### Records:
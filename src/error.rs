//! ═══════════════════════════════════════════════════════════════════════════════
//! ERROR — Unified Error Type for Varflip
//! ═══════════════════════════════════════════════════════════════════════════════
//! Attack outcomes (success, exhausted, moot) are values, not errors. This type
//! only covers things that stop an attack call from producing an outcome at all.
//! ═══════════════════════════════════════════════════════════════════════════════

use std::fmt;

use crate::oracle::OracleError;

/// The unified error type for the varflip crate
#[derive(Debug)]
pub enum VarflipError {
    /// I/O error (persisted JSON lines, config files)
    Io(std::io::Error),
    /// JSON serialization/deserialization error
    Json(serde_json::Error),
    /// The target model failed to score a batch
    Oracle(OracleError),
    /// Configuration error
    Config(ConfigError),
    /// Malformed caller input
    Validation(String),
}

impl std::error::Error for VarflipError {
    fn source(&self) -> Option<&(dyn std::error::Error + 'static)> {
        match self {
            VarflipError::Io(e) => Some(e),
            VarflipError::Json(e) => Some(e),
            VarflipError::Oracle(e) => Some(e),
            VarflipError::Config(e) => Some(e),
            _ => None,
        }
    }
}

impl fmt::Display for VarflipError {
    fn fmt(&self, f: &mut fmt::Formatter<'_>) -> fmt::Result {
        match self {
            VarflipError::Io(e) => write!(f, "I/O error: {}", e),
            VarflipError::Json(e) => write!(f, "JSON error: {}", e),
            VarflipError::Oracle(e) => write!(f, "Oracle error: {}", e),
            VarflipError::Config(e) => write!(f, "Configuration error: {}", e),
            VarflipError::Validation(msg) => write!(f, "Validation error: {}", msg),
        }
    }
}

impl From<std::io::Error> for VarflipError {
    fn from(err: std::io::Error) -> Self {
        VarflipError::Io(err)
    }
}

impl From<serde_json::Error> for VarflipError {
    fn from(err: serde_json::Error) -> Self {
        VarflipError::Json(err)
    }
}

impl From<OracleError> for VarflipError {
    fn from(err: OracleError) -> Self {
        VarflipError::Oracle(err)
    }
}

/// Configuration-specific errors
#[derive(Debug, Clone, PartialEq)]
pub enum ConfigError {
    /// A numeric field is outside its legal range
    OutOfRange { field: String, reason: String },
    /// Environment override could not be parsed
    BadOverride { var: String, value: String },
}

impl fmt::Display for ConfigError {
    fn fmt(&self, f: &mut fmt::Formatter<'_>) -> fmt::Result {
        match self {
            ConfigError::OutOfRange { field, reason } => {
                write!(f, "{} out of range: {}", field, reason)
            }
            ConfigError::BadOverride { var, value } => {
                write!(f, "cannot parse {}={}", var, value)
            }
        }
    }
}

impl std::error::Error for ConfigError {}

impl From<ConfigError> for VarflipError {
    fn from(err: ConfigError) -> Self {
        VarflipError::Config(err)
    }
}

/// Result alias used throughout the crate
pub type Result<T> = std::result::Result<T, VarflipError>;

#[cfg(test)]
mod tests {
    use super::*;

    #[test]
    fn test_error_display() {
        let err = VarflipError::Validation("empty program".to_string());
        assert_eq!(err.to_string(), "Validation error: empty program");

        let err: VarflipError = ConfigError::OutOfRange {
            field: "batch_size".to_string(),
            reason: "must be > 0".to_string(),
        }
        .into();
        assert!(err.to_string().contains("batch_size"));
    }

    #[test]
    fn test_oracle_error_conversion() {
        let err: VarflipError = OracleError::Timeout.into();
        assert!(matches!(err, VarflipError::Oracle(OracleError::Timeout)));
        assert!(std::error::Error::source(&err).is_some());
    }

    #[test]
    fn test_io_error_conversion() {
        let io = std::io::Error::new(std::io::ErrorKind::NotFound, "missing");
        let err: VarflipError = io.into();
        assert!(err.to_string().starts_with("I/O error"));
    }
}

### Exercise objective:
Using the listing, filter for "ConfigError" and return the matching lines.

### Response area:
    Config(ConfigError),
pub enum ConfigError {
impl fmt::Display for ConfigError {
            ConfigError::OutOfRange { field, reason } => {
            ConfigError::BadOverride { var, value } => {
impl std::error::Error for ConfigError {}
impl From<ConfigError> for VarflipError {
    fn from(err: ConfigError) -> Self {
        let err: VarflipError = ConfigError::OutOfRange {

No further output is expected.